What IAM Permissions Does a Cost-Optimization Tool Actually Need? An Honest Read-Only Scope You Can Defend in Security Review

A platform team starts a security review for a cost-optimization vendor. The vendor’s onboarding doc asks for a CloudFormation template that creates a role with arn:aws:iam::aws:policy/AdministratorAccess “to ensure all features work.” The security engineer reads this, closes the doc, and the procurement is paused for six weeks while a counter-proposal is drafted.

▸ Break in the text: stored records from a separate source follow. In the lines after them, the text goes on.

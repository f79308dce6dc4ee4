//! Profile packaging: captions index, metadata stripping, zip archive.
//!
//! DESIGN
//! ======
//! The fetcher leaves videos (and whatever sidecar files it produced) in a
//! per-request working directory. Packaging keeps the videos, writes one
//! `captions.txt` describing them, drops metadata and thumbnails, and
//! deflates what is left into the archive handed out by `/serve`.
//!
//! Everything here is blocking filesystem work; callers run it on the
//! blocking pool.

use std::fs::File;
use std::io::Write;
use std::path::{Path, PathBuf};

use zip::CompressionMethod;
use zip::write::SimpleFileOptions;

use super::fetcher::{FetchError, FetchedVideo};

#[cfg(test)]
#[path = "archive_test.rs"]
mod archive_test;

pub const CAPTIONS_FILE: &str = "captions.txt";

const CAPTION_SEPARATOR_WIDTH: usize = 80;

/// Package the fetched `videos` in `work_dir` into `zip_path`.
///
/// Videos missing on disk are skipped and at most `max_posts` are kept.
/// Returns the number of videos archived; nothing is written when that
/// number is zero.
///
/// # Errors
///
/// Returns [`FetchError::NoVideos`] when no video survives, or an I/O or
/// archive error if packaging fails. A partially written archive is removed.
pub fn package_profile(
    work_dir: &Path,
    mut videos: Vec<FetchedVideo>,
    max_posts: usize,
    zip_path: &Path,
) -> Result<u64, FetchError> {
    videos.retain(|v| v.video_path.is_file());
    videos.truncate(max_posts);
    if videos.is_empty() {
        return Err(FetchError::NoVideos);
    }

    write_captions(work_dir, &videos)?;
    strip_metadata(work_dir)?;
    if let Err(e) = build_zip(work_dir, zip_path) {
        let _ = std::fs::remove_file(zip_path);
        return Err(e);
    }
    Ok(u64::try_from(videos.len()).unwrap_or(u64::MAX))
}

/// Write `captions.txt` with one block per video.
fn write_captions(dir: &Path, videos: &[FetchedVideo]) -> std::io::Result<()> {
    let mut out = String::new();
    for video in videos {
        let name = video.video_path.file_name().map(|n| n.to_string_lossy()).unwrap_or_default();
        out.push_str(&format!("File: {name}\n"));
        out.push_str(&format!("Caption: {}\n", video.caption.as_deref().unwrap_or_default()));
        out.push_str(&"-".repeat(CAPTION_SEPARATOR_WIDTH));
        out.push_str("\n\n");
    }
    std::fs::write(dir.join(CAPTIONS_FILE), out)
}

/// Metadata sidecars and thumbnails that never go into an archive.
fn is_metadata(path: &Path) -> bool {
    let Some(name) = path.file_name().and_then(|n| n.to_str()) else {
        return false;
    };
    let lowered = name.to_ascii_lowercase();
    lowered.contains(".json")
        || lowered.ends_with(".jpg")
        || (lowered.ends_with(".txt") && name != CAPTIONS_FILE)
}

fn strip_metadata(dir: &Path) -> std::io::Result<()> {
    for path in files_under(dir)? {
        if is_metadata(&path) {
            std::fs::remove_file(&path)?;
        }
    }
    Ok(())
}

/// Every regular file below `dir`, sorted.
fn files_under(dir: &Path) -> std::io::Result<Vec<PathBuf>> {
    let mut files = Vec::new();
    let mut pending = vec![dir.to_path_buf()];
    while let Some(current) = pending.pop() {
        for entry in std::fs::read_dir(&current)? {
            let entry = entry?;
            let file_type = entry.file_type()?;
            if file_type.is_dir() {
                pending.push(entry.path());
            } else if file_type.is_file() {
                files.push(entry.path());
            }
        }
    }
    files.sort();
    Ok(files)
}

/// Deflate every file below `source` into `zip_path`, named relative to `source`.
fn build_zip(source: &Path, zip_path: &Path) -> Result<(), FetchError> {
    let mut zip = zip::ZipWriter::new(File::create(zip_path)?);
    let options = SimpleFileOptions::default().compression_method(CompressionMethod::Deflated);

    for path in files_under(source)? {
        let Ok(relative) = path.strip_prefix(source) else {
            continue;
        };
        let name = relative
            .components()
            .map(|c| c.as_os_str().to_string_lossy())
            .collect::<Vec<_>>()
            .join("/");
        zip.start_file(name, options)?;
        let mut file = File::open(&path)?;
        std::io::copy(&mut file, &mut zip)?;
    }
    zip.finish()?.flush()?;
    Ok(())
}
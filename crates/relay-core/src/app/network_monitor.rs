//! NetworkMonitor - 接続状態の遷移をキューへ配信
//!
//! プラットフォーム（またはポーリング probe）が online/offline を報告し、
//! attach されたキューは `RequestQueue::set_online` で追従します。
//! offline になると drain は現在のエントリの後で止まり、online に戻ると再開します。
//!
//! # 学習ポイント
//! - tokio::sync::watch による最新値の配信
//! - interval + select! による停止可能なループ

use std::sync::Arc;
use std::time::Duration;

use tokio::sync::watch;
use tokio::task::JoinHandle;
use tokio::time::MissedTickBehavior;

use crate::ports::ConnectivityProbe;
use crate::queue::RequestQueue;

use super::background::{BackgroundTask, shutdown_requested};

#[derive(Clone)]
pub struct NetworkMonitor {
    tx: Arc<watch::Sender<bool>>,
}

impl NetworkMonitor {
    pub fn new(initially_online: bool) -> Self {
        let (tx, _rx) = watch::channel(initially_online);
        Self { tx: Arc::new(tx) }
    }

    /// Report the current connectivity. Returns `true` on a transition.
    pub fn report(&self, online: bool) -> bool {
        let changed = self.tx.send_if_modified(|current| {
            if *current == online {
                return false;
            }
            *current = online;
            true
        });
        if changed {
            tracing::info!(online, "connectivity changed");
        }
        changed
    }

    pub fn is_online(&self) -> bool {
        *self.tx.borrow()
    }

    pub fn subscribe(&self) -> watch::Receiver<bool> {
        self.tx.subscribe()
    }

    /// Make `queue` follow this monitor. The queue is synced to the current
    /// state immediately; the returned task ends when every monitor clone
    /// is dropped.
    pub fn attach(&self, queue: RequestQueue) -> JoinHandle<()> {
        let mut rx = self.subscribe();
        queue.set_online(*rx.borrow_and_update());

        tokio::spawn(async move {
            while rx.changed().await.is_ok() {
                let online = *rx.borrow_and_update();
                queue.set_online(online);
            }
            tracing::debug!("network monitor closed, detaching queue");
        })
    }

    /// Poll `probe` every `interval` and report what it says.
    pub fn spawn_probe(&self, probe: Arc<dyn ConnectivityProbe>, interval: Duration) -> BackgroundTask {
        let (shutdown_tx, mut shutdown_rx) = watch::channel(false);
        let monitor = self.clone();

        let join = tokio::spawn(async move {
            let mut ticker = tokio::time::interval(interval);
            ticker.set_missed_tick_behavior(MissedTickBehavior::Skip);

            loop {
                tokio::select! {
                    _ = shutdown_requested(&mut shutdown_rx) => break,
                    _ = ticker.tick() => {
                        let online = probe.is_online().await;
                        monitor.report(online);
                    }
                }
            }
            tracing::debug!("connectivity probe stopped");
        });

        BackgroundTask::new(shutdown_tx, join)
    }
}

impl Default for NetworkMonitor {
    fn default() -> Self {
        Self::new(true)
    }
}
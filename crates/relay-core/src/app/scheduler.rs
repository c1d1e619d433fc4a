//! DrainScheduler - backoff 中のエントリをリトライするホスト側タイマー
//!
//! `process()` は backoff を sleep しません。このループは `interval` ごと
//! （キューの時計で次のリトライがそれより早ければその時点）に起きて、
//! `process()` を呼び直します。

use std::time::Duration;

use tokio::sync::watch;

use crate::queue::RequestQueue;

use super::background::{BackgroundTask, shutdown_requested};

pub struct DrainScheduler;

impl DrainScheduler {
    pub fn spawn(queue: RequestQueue, interval: Duration) -> BackgroundTask {
        let (shutdown_tx, mut shutdown_rx) = watch::channel(false);

        let join = tokio::spawn(async move {
            tracing::debug!(?interval, "drain scheduler started");
            loop {
                let wait = next_wake(&queue, interval);
                tokio::select! {
                    _ = shutdown_requested(&mut shutdown_rx) => break,
                    _ = tokio::time::sleep(wait) => {
                        let summary = queue.process().await;
                        if summary.attempts() > 0 {
                            tracing::debug!(
                                succeeded = summary.succeeded,
                                retried = summary.retried,
                                dead_lettered = summary.dead_lettered,
                                "scheduled drain"
                            );
                        }
                    }
                }
            }
            tracing::debug!("drain scheduler stopped");
        });

        BackgroundTask::new(shutdown_tx, join)
    }
}

/// `interval`, or less when a retry becomes due sooner. An overdue retry
/// never shortens the wait to zero (a deferred entry would spin the loop).
fn next_wake(queue: &RequestQueue, interval: Duration) -> Duration {
    queue
        .time_until_next_retry()
        .filter(|until| !until.is_zero() && *until < interval)
        .unwrap_or(interval)
}
//! RetryPolicy: turns a failed attempt into a `Decision`.
//!
//! Pure: given the entry's retry count and the error, return the next
//! action. Applying it (persisting, deleting, callbacks) is the queue's job.

use crate::domain::{Decision, DeliveryError};

use super::backoff::{self, BackoffConfig};
use super::classifier::RetryClassifier;

pub const DEFAULT_MAX_RETRIES: u32 = 3;

#[derive(Debug, Clone)]
pub struct RetryPolicy {
    /// Retries allowed after the initial attempt.
    pub max_retries: u32,
    pub backoff: BackoffConfig,
    pub classifier: RetryClassifier,
}

impl RetryPolicy {
    pub fn new(max_retries: u32, backoff: BackoffConfig, classifier: RetryClassifier) -> Self {
        Self {
            max_retries,
            backoff,
            classifier,
        }
    }

    /// Decide what to do after attempt number `retries` (zero-based) failed.
    ///
    /// With `max_retries = 3` an always-transient failure is attempted four
    /// times: retries 0, 1, 2 are rescheduled, retry 3 is dead-lettered.
    pub fn decide(&self, retries: u32, error: &DeliveryError) -> Decision {
        if error.is_circuit_open() {
            return Decision::Defer;
        }

        if !self.classifier.is_retryable(error, retries) {
            return Decision::DeadLetter {
                reason: format!("terminal error: {error}"),
            };
        }

        if retries >= self.max_retries {
            return Decision::DeadLetter {
                reason: format!(
                    "retry budget exhausted after {} attempts: {error}",
                    retries + 1
                ),
            };
        }

        let delay = backoff::delay(retries, &self.backoff);
        Decision::Retry {
            delay,
            reason: format!(
                "retry {}/{} after {:?}: {error}",
                retries + 1,
                self.max_retries,
                delay
            ),
        }
    }
}

impl Default for RetryPolicy {
    fn default() -> Self {
        Self::new(
            DEFAULT_MAX_RETRIES,
            BackoffConfig::default(),
            RetryClassifier::default(),
        )
    }
}
//! Failure handling shared by the queue and by direct callers.
//!
//! - `backoff`: delay before the next retry
//! - `classifier`: retryable vs. terminal errors
//! - `policy`: combines the two into a `Decision`
//! - `circuit_breaker`: fail fast while a target is down
//! - `retry`: in-process retry loop for calls outside the queue

pub mod backoff;
pub mod circuit_breaker;
pub mod classifier;
pub mod policy;
pub mod retry;

pub use backoff::BackoffConfig;
pub use circuit_breaker::{BreakerConfig, BreakerError, BreakerStats, CircuitBreaker, CircuitState};
pub use classifier::{DEFAULT_RETRYABLE_STATUSES, RetryClassifier, RetryPredicate, default_retryable_statuses};
pub use policy::{DEFAULT_MAX_RETRIES, RetryPolicy};
pub use retry::{retry, retry_with_breaker};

This is the most common procurement-stalling pattern in FinOps tooling. The vendor wants AdministratorAccess to avoid feature gaps. The customer wants read-only to defend the procurement. Both sides are right about their priorities. The honest answer is somewhere in between, and it is much closer to “read-only” than vendors usually let on.

This post is the honest IAM scope a cost-optimization or non-prod-scheduling tool actually needs. What read-only covers, what action permissions are genuinely required (and which are not), the deny-overlay pattern, and the 4-question checklist you can run on any vendor before signing. The pattern composes with read-only MCP servers for cloud infrastructure, closed-loop FinOps, and policy-aware governance.

The four levels of IAM scope a vendor might request

Not all vendor IAM requests are equal. Knowing the four shapes makes the negotiation precise.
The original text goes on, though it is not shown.